46,XX testicular disorder of sex development (46,XX DSD) is a rare condition in which a person with two X chromosomes in each cell has male physical characteristics. It is caused by a genetic mutation that results in the body producing hormones normally associated with male development. People with 46,XX DSD may have male genitalia, but their internal reproductive organs are female. They may also have other physical characteristics that are not typically male or female. Treatment for 46,XX DSD typically involves hormone therapy and sometimes surgery.

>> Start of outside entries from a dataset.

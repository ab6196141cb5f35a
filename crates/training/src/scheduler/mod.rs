use serde::{Deserialize, Serialize};

use crate::{
    config::{self, LrPolicy},
    TrainingError,
};

/// Per-epoch learning-rate policy. `step` is called once at the start of
/// every epoch; plateau schedules consume the latest validation loss.
pub trait LRScheduler: Send {
    fn step(&mut self, metric: Option<f64>) -> f64;
    fn learning_rate(&self) -> f64;
    fn state(&self) -> SchedulerState;
    fn load_state(&mut self, state: &SchedulerState);
}

#[derive(Debug, Clone, Default, PartialEq, Serialize, Deserialize)]
pub struct SchedulerState {
    pub last_epoch: usize,
    pub learning_rate: f64,
    #[serde(default)]
    pub best: Option<f64>,
    #[serde(default)]
    pub num_bad_epochs: usize,
}

#[derive(Debug, Clone)]
pub enum SchedulerConfig {
    Step {
        base_lr: f64,
        step_size: usize,
        gamma: f64,
    },
    Lambda {
        base_lr: f64,
        epoch_count: usize,
        niter: usize,
        niter_decay: usize,
    },
    Plateau {
        base_lr: f64,
        factor: f64,
        threshold: f64,
        patience: usize,
    },
}

impl SchedulerConfig {
    pub fn from_training_config(cfg: &config::SchedulerConfig, base_lr: f64) -> Self {
        match cfg.lr_policy {
            LrPolicy::Step => SchedulerConfig::Step {
                base_lr,
                step_size: cfg.lr_decay,
                gamma: cfg.lr_gamma,
            },
            LrPolicy::Lambda => SchedulerConfig::Lambda {
                base_lr,
                epoch_count: cfg.epoch_count,
                niter: cfg.niter,
                niter_decay: cfg.niter_decay,
            },
            LrPolicy::Plateau => SchedulerConfig::Plateau {
                base_lr,
                factor: 0.2,
                threshold: 0.01,
                patience: 5,
            },
        }
    }

    pub fn build(self) -> Result<Box<dyn LRScheduler>, TrainingError> {
        let base_lr = match self {
            SchedulerConfig::Step { base_lr, .. }
            | SchedulerConfig::Lambda { base_lr, .. }
            | SchedulerConfig::Plateau { base_lr, .. } => base_lr,
        };
        if base_lr <= 0.0 {
            return Err(TrainingError::initialization(
                "scheduler requires base learning rate > 0",
            ));
        }
        match self {
            SchedulerConfig::Step {
                base_lr,
                step_size,
                gamma,
            } => {
                if step_size == 0 {
                    return Err(TrainingError::initialization(
                        "step scheduler requires step_size > 0",
                    ));
                }
                Ok(Box::new(StepDecay {
                    base_lr,
                    step_size,
                    gamma,
                    last_epoch: 0,
                    current_lr: base_lr,
                }))
            }
            SchedulerConfig::Lambda {
                base_lr,
                epoch_count,
                niter,
                niter_decay,
            } => Ok(Box::new(LinearDecay {
                base_lr,
                epoch_count,
                niter,
                niter_decay,
                last_epoch: 0,
                current_lr: base_lr,
            })),
            SchedulerConfig::Plateau {
                base_lr,
                factor,
                threshold,
                patience,
            } => Ok(Box::new(ReduceOnPlateau {
                factor,
                threshold,
                patience,
                last_epoch: 0,
                current_lr: base_lr,
                best: None,
                num_bad_epochs: 0,
            })),
        }
    }
}

/// `lr = base * gamma^(epoch / step_size)`.
struct StepDecay {
    base_lr: f64,
    step_size: usize,
    gamma: f64,
    last_epoch: usize,
    current_lr: f64,
}

impl LRScheduler for StepDecay {
    fn step(&mut self, _metric: Option<f64>) -> f64 {
        self.last_epoch += 1;
        let decays = (self.last_epoch / self.step_size) as i32;
        self.current_lr = self.base_lr * self.gamma.powi(decays);
        self.current_lr
    }

    fn learning_rate(&self) -> f64 {
        self.current_lr
    }

    fn state(&self) -> SchedulerState {
        SchedulerState {
            last_epoch: self.last_epoch,
            learning_rate: self.current_lr,
            ..SchedulerState::default()
        }
    }

    fn load_state(&mut self, state: &SchedulerState) {
        self.last_epoch = state.last_epoch;
        self.current_lr = state.learning_rate;
    }
}

/// Constant for `niter` epochs, then linear decay to zero over `niter_decay`.
struct LinearDecay {
    base_lr: f64,
    epoch_count: usize,
    niter: usize,
    niter_decay: usize,
    last_epoch: usize,
    current_lr: f64,
}

impl LinearDecay {
    fn factor(&self, epoch: usize) -> f64 {
        let elapsed = (epoch + 1 + self.epoch_count) as f64 - self.niter as f64;
        (1.0 - elapsed.max(0.0) / (self.niter_decay + 1) as f64).max(0.0)
    }
}

impl LRScheduler for LinearDecay {
    fn step(&mut self, _metric: Option<f64>) -> f64 {
        self.last_epoch += 1;
        self.current_lr = self.base_lr * self.factor(self.last_epoch);
        self.current_lr
    }

    fn learning_rate(&self) -> f64 {
        self.current_lr
    }

    fn state(&self) -> SchedulerState {
        SchedulerState {
            last_epoch: self.last_epoch,
            learning_rate: self.current_lr,
            ..SchedulerState::default()
        }
    }

    fn load_state(&mut self, state: &SchedulerState) {
        self.last_epoch = state.last_epoch;
        self.current_lr = state.learning_rate;
    }
}

/// Multiplies the rate by `factor` once the metric has not improved by a
/// relative `threshold` for more than `patience` epochs.
struct ReduceOnPlateau {
    factor: f64,
    threshold: f64,
    patience: usize,
    last_epoch: usize,
    current_lr: f64,
    best: Option<f64>,
    num_bad_epochs: usize,
}

impl LRScheduler for ReduceOnPlateau {
    fn step(&mut self, metric: Option<f64>) -> f64 {
        self.last_epoch += 1;
        let Some(metric) = metric else {
            return self.current_lr;
        };
        let improved = match self.best {
            Some(best) => metric < best * (1.0 - self.threshold),
            None => true,
        };
        if improved {
            self.best = Some(metric);
            self.num_bad_epochs = 0;
        } else {
            self.num_bad_epochs += 1;
        }
        if self.num_bad_epochs > self.patience {
            self.current_lr *= self.factor;
            self.num_bad_epochs = 0;
        }
        self.current_lr
    }

    fn learning_rate(&self) -> f64 {
        self.current_lr
    }

    fn state(&self) -> SchedulerState {
        SchedulerState {
            last_epoch: self.last_epoch,
            learning_rate: self.current_lr,
            best: self.best,
            num_bad_epochs: self.num_bad_epochs,
        }
    }

    fn load_state(&mut self, state: &SchedulerState) {
        self.last_epoch = state.last_epoch;
        self.current_lr = state.learning_rate;
        self.best = state.best;
        self.num_bad_epochs = state.num_bad_epochs;
    }
}

#[cfg(test)]
mod tests {
    use super::*;

    fn approx(a: f64, b: f64) -> bool {
        (a - b).abs() < 1e-12
    }

    #[test]
    fn step_policy_decays_every_lr_decay_epochs() {
        let mut sched = SchedulerConfig::Step {
            base_lr: 2e-4,
            step_size: 10,
            gamma: 0.1,
        }
        .build()
        .unwrap();
        let rates: Vec<f64> = (1..=20).map(|_| sched.step(None)).collect();
        assert!(approx(rates[0], 2e-4));
        assert!(approx(rates[8], 2e-4));
        assert!(approx(rates[9], 2e-5));
        assert!(approx(rates[19], 2e-6));
    }

    #[test]
    fn lambda_policy_decays_linearly_after_niter() {
        let mut sched = SchedulerConfig::Lambda {
            base_lr: 1.0,
            epoch_count: 1,
            niter: 4,
            niter_decay: 4,
        }
        .build()
        .unwrap();
        let rates: Vec<f64> = (0..6).map(|_| sched.step(None)).collect();
        assert!(approx(rates[0], 1.0));
        assert!(approx(rates[1], 1.0));
        assert!(approx(rates[2], 0.8));
        assert!(approx(rates[5], 0.2));
        // Past the decay window the rate stays at zero.
        assert!(approx(sched.step(None), 0.0));
        assert!(approx(sched.step(None), 0.0));
    }

    #[test]
    fn plateau_policy_waits_for_patience() {
        let mut sched = SchedulerConfig::Plateau {
            base_lr: 1.0,
            factor: 0.2,
            threshold: 0.01,
            patience: 5,
        }
        .build()
        .unwrap();
        assert!(approx(sched.step(Some(1.0)), 1.0));
        for _ in 0..5 {
            // Within 1% of the best value: not an improvement.
            assert!(approx(sched.step(Some(0.995)), 1.0));
        }
        assert!(approx(sched.step(Some(0.995)), 0.2));
        assert!(approx(sched.step(None), 0.2));

        let state = sched.state();
        let mut restored = SchedulerConfig::Plateau {
            base_lr: 1.0,
            factor: 0.2,
            threshold: 0.01,
            patience: 5,
        }
        .build()
        .unwrap();
        restored.load_state(&state);
        assert_eq!(restored.state(), state);
    }
}
//! Lightweight validation helpers shared across layer components.
//!
//! These routines provide concise shape assertions that can be wired into
//! constructors or forward paths. They return `candle_core::Result` so call
//! sites can propagate errors without panicking.

use candle_core::{Error, Result, Tensor};

/// Ensures a tensor matches the expected dimensions exactly.
pub fn expect_shape(tensor: &Tensor, expected: &[usize]) -> Result<()> {
    let actual = tensor.dims().to_vec();
    if actual.as_slice() == expected {
        Ok(())
    } else {
        Err(Error::Msg(format!(
            "expected shape {:?}, got {:?}",
            expected, actual
        )))
    }
}

/// Validates the `(batch, channels, height, width)` convention and returns the
/// four dimensions.
pub fn expect_nchw(name: &str, tensor: &Tensor) -> Result<(usize, usize, usize, usize)> {
    match tensor.dims() {
        [b, c, h, w] => Ok((*b, *c, *h, *w)),
        dims => Err(Error::Msg(format!(
            "{name}: expected (batch, channels, height, width) layout, got {:?}",
            dims
        ))),
    }
}

/// Validates a 4D tensor with a known channel count.
pub fn expect_channels(name: &str, tensor: &Tensor, channels: usize) -> Result<()> {
    let (_, actual, _, _) = expect_nchw(name, tensor)?;
    if actual == channels {
        Ok(())
    } else {
        Err(Error::Msg(format!(
            "{name}: expected {channels} channels, got {actual}"
        )))
    }
}

/// Checks that two tensors share the same shape, as required by element-wise
/// losses and metrics.
pub fn expect_same_shape(name: &str, lhs: &Tensor, rhs: &Tensor) -> Result<()> {
    if lhs.dims() == rhs.dims() {
        Ok(())
    } else {
        Err(Error::Msg(format!(
            "{name}: shape mismatch {:?} vs. {:?}",
            lhs.dims(),
            rhs.dims()
        )))
    }
}

#[cfg(test)]
mod tests {
    use super::*;
    use candle_core::{DType, Device};

    #[test]
    fn nchw_rejects_rank_three() -> Result<()> {
        let t = Tensor::zeros((2, 3, 4), DType::F32, &Device::Cpu)?;
        assert!(expect_nchw("probe", &t).is_err());
        let t = t.unsqueeze(0)?;
        assert_eq!(expect_nchw("probe", &t)?, (1, 2, 3, 4));
        Ok(())
    }
}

The symptoms of 46,XX testicular disorder of sex development vary depending on the individual, but may include:

-Ambiguous genitalia at birth

-Underdeveloped testes

-Infertility

-Abnormal development of secondary sex characteristics

-Abnormal hormone levels

-Abnormal development of the uterus and fallopian tubes

-Abnormal development of the breasts

-Abnormal development of the external genitalia

-Abnormal development of the internal reproductive organs

-Abnormal development of the urinary tract

-Abnormal development of the skeletal system

-Abnormal development of the brain and nervous system

-Psychological and behavioral issues

The exact cause of 46,XX testicular disorder of sex development is unknown. However, it is believed to be caused by a combination of genetic and environmental factors. Possible causes include:

• Abnormalities in the SRY gene, which is responsible for male sex determination

• Abnormalities in the genes responsible for the production of testosterone

• Exposure to environmental toxins or hormones during fetal development

• Abnormalities in the structure of the testes or the hormones that regulate them

• Chromosomal abnormalities, such as an extra X chromosome or a missing Y chromosome

The treatment for 46,XX testicular disorder of sex development depends on the individual's specific needs. Generally, treatment may include hormone replacement therapy, gender-affirming surgery, psychological counseling, and/or educational support. Hormone replacement therapy may involve taking testosterone to help develop male characteristics, such as facial hair and a deeper voice. Gender-affirming surgery may involve the removal of the uterus and ovaries, and the construction of a penis and scrotum. Psychological counseling can help individuals cope with the physical and emotional changes associated with the disorder. Educational support can help individuals understand their condition and learn how to manage it.

1. Family history of 46,XX testicular disorder of sex development
2. Maternal exposure to certain medications or environmental toxins
3. Abnormalities in the SRY gene
4. Abnormalities in the SOX9 gene
5. Abnormalities in the DMRT1 gene
6. Abnormalities in the NR5A1 gene
7. Abnormalities in the WT1 gene
8. Abnormalities in the AR gene
9. Abnormalities in the DAX1 gene
10. Abnormalities in the SF1 gene
11. Abnormalities in the MAP3K1 gene
12. Abnormalities in the GATA4 gene
13. Abnormalities in the NR0B1 gene
14. Abnormalities in the HSD17B3 gene
15.

There is no cure for 46,XX testicular disorder of sex development, but there are medications that can help manage the symptoms. These medications include hormone replacement therapy, anti-androgens, and gonadotropin-releasing hormone agonists. Additionally, surgery may be recommended to remove the testes and create a more feminine appearance.